After 2 treatments of Flagyl without any results, the vet wanted to try the IAMs low-residue vet formula. At this point, I'd try anything. 

Well, she's been on it for about 3 weeks now. First week her stool was muddy (maybe her re-calibrating to it), but the next 2 weeks have been solid. I can't remember when the last time she has gone this long without having an issue. 

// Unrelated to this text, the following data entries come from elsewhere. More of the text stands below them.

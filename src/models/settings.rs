use serde::{Deserialize, Serialize};

use crate::form::datetime::{self, DISPLAY_DATETIME_FORMAT};
use crate::form::error::FormError;

/// Reference moment used to check that a date/time format round-trips
const VALIDATION_SAMPLE_TIMESTAMP: i64 = 1_600_000_020;

#[derive(Debug, Clone, PartialEq, Eq, Serialize, Deserialize)]
#[serde(default)]
pub struct FormConfig {
    /// chrono strftime pattern used for the date/time field
    pub datetime_format: String,
    /// Refuse to submit when the date/time field does not parse
    pub reject_invalid_datetime: bool,
}

impl Default for FormConfig {
    fn default() -> Self {
        Self {
            datetime_format: DISPLAY_DATETIME_FORMAT.to_string(),
            reject_invalid_datetime: false,
        }
    }
}

impl FormConfig {
    /// Parse and validate a JSON configuration block
    pub fn from_json(json: &str) -> Result<Self, FormError> {
        let config: FormConfig = serde_json::from_str(json)
            .map_err(|e| FormError::InvalidConfig(format!("Malformed form config: {}", e)))?;
        config.validate()?;
        Ok(config)
    }

    pub fn validate(&self) -> Result<(), FormError> {
        if self.datetime_format.trim().is_empty() {
            return Err(FormError::InvalidConfig(
                "datetime_format must not be empty".to_string(),
            ));
        }
        if !datetime::is_valid_format(&self.datetime_format) {
            return Err(FormError::InvalidConfig(format!(
                "datetime_format '{}' is not a valid strftime pattern",
                self.datetime_format
            )));
        }

        // The format has to carry enough fields to be parsed back
        let sample = datetime::timestamp_to_display(VALIDATION_SAMPLE_TIMESTAMP, &self.datetime_format)?;
        let parsed = datetime::display_to_timestamp(&sample, &self.datetime_format).map_err(|e| {
            FormError::InvalidConfig(format!(
                "datetime_format '{}' cannot be parsed back: {}",
                self.datetime_format, e
            ))
        })?;

        if !reproduces_sample(parsed) {
            return Err(FormError::InvalidConfig(format!(
                "datetime_format '{}' does not round-trip: {} came back as {}",
                self.datetime_format, VALIDATION_SAMPLE_TIMESTAMP, parsed
            )));
        }

        Ok(())
    }
}

/// Formats with seconds give the sample back exactly, minute formats truncate it
fn reproduces_sample(parsed: i64) -> bool {
    parsed == VALIDATION_SAMPLE_TIMESTAMP
        || parsed == VALIDATION_SAMPLE_TIMESTAMP - VALIDATION_SAMPLE_TIMESTAMP.rem_euclid(60)
}

#[cfg(test)]
mod tests {
    use super::*;

    #[test]
    fn test_default_config_is_valid() {
        let config = FormConfig::default();
        assert_eq!(config.datetime_format, "%d/%m/%Y %H:%M");
        assert!(!config.reject_invalid_datetime);
        assert!(config.validate().is_ok());
    }

    #[test]
    fn test_from_json_fills_missing_fields() {
        let config = FormConfig::from_json(r#"{"reject_invalid_datetime": true}"#).unwrap();
        assert_eq!(config.datetime_format, DISPLAY_DATETIME_FORMAT);
        assert!(config.reject_invalid_datetime);

        let config = FormConfig::from_json(r#"{"datetime_format": "%Y-%m-%d %H:%M"}"#).unwrap();
        assert_eq!(config.datetime_format, "%Y-%m-%d %H:%M");
    }

    #[test]
    fn test_rejects_unusable_formats() {
        assert!(FormConfig::from_json(r#"{"datetime_format": ""}"#).is_err());
        assert!(FormConfig::from_json(r#"{"datetime_format": "%Q %H"}"#).is_err());
        // No year, cannot be turned back into a timestamp
        assert!(FormConfig::from_json(r#"{"datetime_format": "%d/%m %H:%M"}"#).is_err());
        assert!(FormConfig::from_json("not json").is_err());
    }

    #[test]
    fn test_sample_must_come_back_unchanged() {
        let minute = VALIDATION_SAMPLE_TIMESTAMP - VALIDATION_SAMPLE_TIMESTAMP.rem_euclid(60);
        assert!(reproduces_sample(VALIDATION_SAMPLE_TIMESTAMP));
        assert!(reproduces_sample(minute));
        assert!(!reproduces_sample(minute - 60));
        assert!(!reproduces_sample(VALIDATION_SAMPLE_TIMESTAMP + 3600));

        let with_seconds = FormConfig {
            datetime_format: "%d/%m/%Y %H:%M:%S".to_string(),
            ..FormConfig::default()
        };
        assert!(with_seconds.validate().is_ok());
    }
}
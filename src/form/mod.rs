pub mod controller;
pub mod datetime;
pub mod error;
pub mod events;
pub mod state;

pub use controller::OtcTradeForm;
pub use error::FormError;
pub use events::{CallbackSink, FormEvent, FormEventSink};
pub use state::{FieldInput, FormState};
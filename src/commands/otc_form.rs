use std::sync::Mutex;
use tauri::{AppHandle, Emitter, Runtime, State};

use crate::form::{FieldInput, FormEvent, FormEventSink, FormState, OtcTradeForm};
use crate::models::{OtcTrade, TradePayload};

pub const SAVE_EVENT: &str = "otc-trade-save";
pub const CANCEL_EVENT: &str = "otc-trade-cancel";

/// Forwards form events to the webview as Tauri events
pub struct AppEmitter<R: Runtime> {
    app_handle: AppHandle<R>,
}

impl<R: Runtime> AppEmitter<R> {
    pub fn new(app_handle: AppHandle<R>) -> Self {
        Self { app_handle }
    }
}

impl<R: Runtime> FormEventSink for AppEmitter<R> {
    fn emit(&self, event: FormEvent) {
        let result = match &event {
            FormEvent::Save(payload) => self.app_handle.emit(SAVE_EVENT, payload),
            FormEvent::Cancel => self.app_handle.emit(CANCEL_EVENT, ()),
        };
        if let Err(e) = result {
            log::error!("Failed to emit OTC form event: {}", e);
        }
    }
}

/// Form instance held in the app's managed state
pub struct ManagedForm<R: Runtime> {
    pub form: Mutex<OtcTradeForm<AppEmitter<R>>>,
}

/// Push the owner's inputs: edit mode and the trade under edit (if any)
#[tauri::command]
pub async fn set_props<R: Runtime>(
    state: State<'_, ManagedForm<R>>,
    edit_mode: bool,
    record: Option<OtcTrade>,
) -> Result<FormState, String> {
    let mut form = state.form.lock().map_err(|e| e.to_string())?;
    form.set_edit_mode(edit_mode);
    form.apply_record(record.as_ref());
    Ok(form.state().clone())
}

#[tauri::command]
pub async fn update_field<R: Runtime>(
    state: State<'_, ManagedForm<R>>,
    input: FieldInput,
) -> Result<FormState, String> {
    let mut form = state.form.lock().map_err(|e| e.to_string())?;
    form.update(input);
    Ok(form.state().clone())
}

#[tauri::command]
pub async fn get_state<R: Runtime>(
    state: State<'_, ManagedForm<R>>,
) -> Result<FormState, String> {
    let form = state.form.lock().map_err(|e| e.to_string())?;
    Ok(form.state().clone())
}

#[tauri::command]
pub async fn submit<R: Runtime>(
    state: State<'_, ManagedForm<R>>,
) -> Result<TradePayload, String> {
    let form = state.form.lock().map_err(|e| e.to_string())?;
    Ok(form.submit()?)
}

#[tauri::command]
pub async fn cancel<R: Runtime>(
    state: State<'_, ManagedForm<R>>,
) -> Result<FormState, String> {
    let mut form = state.form.lock().map_err(|e| e.to_string())?;
    form.cancel();
    Ok(form.state().clone())
}
#[cfg(feature = "desktop")]
pub mod commands;
pub mod form;
pub mod models;

pub use form::{
    CallbackSink, FieldInput, FormError, FormEvent, FormEventSink, FormState, OtcTradeForm,
};
pub use models::{FormConfig, OtcTrade, OTC_TRADE_LOCATION, TradePayload, TradeType};

#[cfg(feature = "desktop")]
use std::sync::Mutex;
#[cfg(feature = "desktop")]
use tauri::{
    plugin::{Builder, TauriPlugin},
    Manager, Runtime,
};

#[cfg(feature = "desktop")]
pub const PLUGIN_NAME: &str = "otc-trade-form";

/// Tauri plugin hosting the OTC trade form
///
/// Configuration is read from `plugins.otc-trade-form` in the app config; a
/// missing block falls back to [`FormConfig::default`].
#[cfg(feature = "desktop")]
pub fn init<R: Runtime>() -> TauriPlugin<R, Option<FormConfig>> {
    Builder::<R, Option<FormConfig>>::new(PLUGIN_NAME)
        .invoke_handler(tauri::generate_handler![
            commands::set_props,
            commands::update_field,
            commands::get_state,
            commands::submit,
            commands::cancel,
        ])
        .setup(|app, api| {
            let config = api.config().clone().unwrap_or_default();
            config.validate()?;
            log::info!(
                "OTC trade form ready (datetime format: {})",
                config.datetime_format
            );

            let form = OtcTradeForm::new(false, config, commands::AppEmitter::new(app.clone()));
            app.manage(commands::ManagedForm {
                form: Mutex::new(form),
            });

            Ok(())
        })
        .build()
}
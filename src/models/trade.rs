use serde::{Deserialize, Serialize};
use std::fmt;
use std::str::FromStr;

/// Location marker attached to every manually recorded trade
pub const OTC_TRADE_LOCATION: &str = "external";

/// Trade direction; accepts "buy"/"sell" in any case from the frontend
#[derive(Debug, Clone, Copy, Default, PartialEq, Eq, Hash, Serialize, Deserialize)]
#[serde(rename_all = "lowercase", try_from = "String")]
pub enum TradeType {
    #[default]
    Buy,
    Sell,
}

impl TradeType {
    pub fn as_str(&self) -> &'static str {
        match self {
            TradeType::Buy => "buy",
            TradeType::Sell => "sell",
        }
    }
}

impl fmt::Display for TradeType {
    fn fmt(&self, f: &mut fmt::Formatter<'_>) -> fmt::Result {
        f.write_str(self.as_str())
    }
}

impl FromStr for TradeType {
    type Err = String;

    fn from_str(s: &str) -> Result<Self, Self::Err> {
        match s.trim().to_lowercase().as_str() {
            "buy" => Ok(TradeType::Buy),
            "sell" => Ok(TradeType::Sell),
            other => Err(format!("Unknown trade type: {}", other)),
        }
    }
}

impl TryFrom<String> for TradeType {
    type Error = String;

    fn try_from(value: String) -> Result<Self, Self::Error> {
        value.parse()
    }
}

/// Existing OTC trade as handed to the form for editing
#[derive(Debug, Clone, PartialEq, Serialize, Deserialize)]
pub struct OtcTrade {
    pub trade_id: String,
    pub pair: String,
    pub timestamp: i64,
    pub amount: String,
    pub rate: String,
    pub fee: String,
    pub fee_currency: String,
    pub link: String,
    pub notes: String,
    pub trade_type: TradeType,
}

/// Normalized trade emitted on save
///
/// `trade_id` is only set when an existing trade is being edited; its absence
/// asks the receiver to register a new trade. `timestamp` is `None` when the
/// entered date/time could not be parsed.
#[derive(Debug, Clone, PartialEq, Serialize, Deserialize)]
pub struct TradePayload {
    #[serde(default, skip_serializing_if = "Option::is_none")]
    pub trade_id: Option<String>,
    pub pair: String,
    pub timestamp: Option<i64>,
    pub amount: String,
    pub rate: String,
    pub fee: String,
    pub fee_currency: String,
    pub link: String,
    pub notes: String,
    pub trade_type: TradeType,
    pub location: String,
}
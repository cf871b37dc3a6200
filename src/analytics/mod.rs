//! Visit analytics
//!
//! - `classifier`: 服务端从 User-Agent 识别 device / browser / os
//! - `aggregate`: 对时间窗口内的访问事件做单遍分组统计

pub mod aggregate;
pub mod classifier;

pub use aggregate::{aggregate, PerformanceStats, VisitStats};
pub use classifier::{detect_browser, detect_device, detect_os, Browser, Device, Os};
pub mod ip;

I want to transition her off this food and onto something a bit better. After much reading, I'm leaning toward the Purina One Sensitive Skin and Stomach. Are there any others I should consider that you have had good success with after having similar issues?

Thanks!


----------



## PaddyD (Jul 22, 2010)

My last dog was on IAMS most of her life and stools were great.
I did not know that IAMS was low quality until she got older and
switched to Timberwolf and her coat and condition improved.
Stools were ok after a period of adjustment.
Current GSD is on TOTW and stools are mostly very good, easy pickup.


----------



## GSDAlphaMom (Jul 20, 2010)

My last pup could not tolerarte Wellness at all, runny stools. I switched to Innova and have had no issues since.


----------



## Emoore (Oct 9, 2002)

Natural Balance has a lot of limited ingredient foods for dogs with sensitive digestion. I'd rather use one of those than Iams or Purina. I would go with a single-source protein, single-carbohydrate, limited ingredient food.


----------



## robinhuerta (Apr 21, 2007)

HATE Wellness LBP.....
Question?....."Why switch from what your dog is doing well on now?"
I know the controversy on Grain Free, Grain, Single Protein, etc..etc.....BUT...if your dog is doing good on the food it is eating....why switch?....especially IF the dog has had issues in the past.


----------



## Emoore (Oct 9, 2002)

robinhuerta said:


> HATE Wellness LBP.....
> Question?....."Why switch from what your dog is doing well on now?"
> I know the controversy on Grain Free, Grain, Single Protein, etc..etc.....BUT...if your dog is doing good on the food it is eating....why switch?....especially IF the dog has had issues in the past.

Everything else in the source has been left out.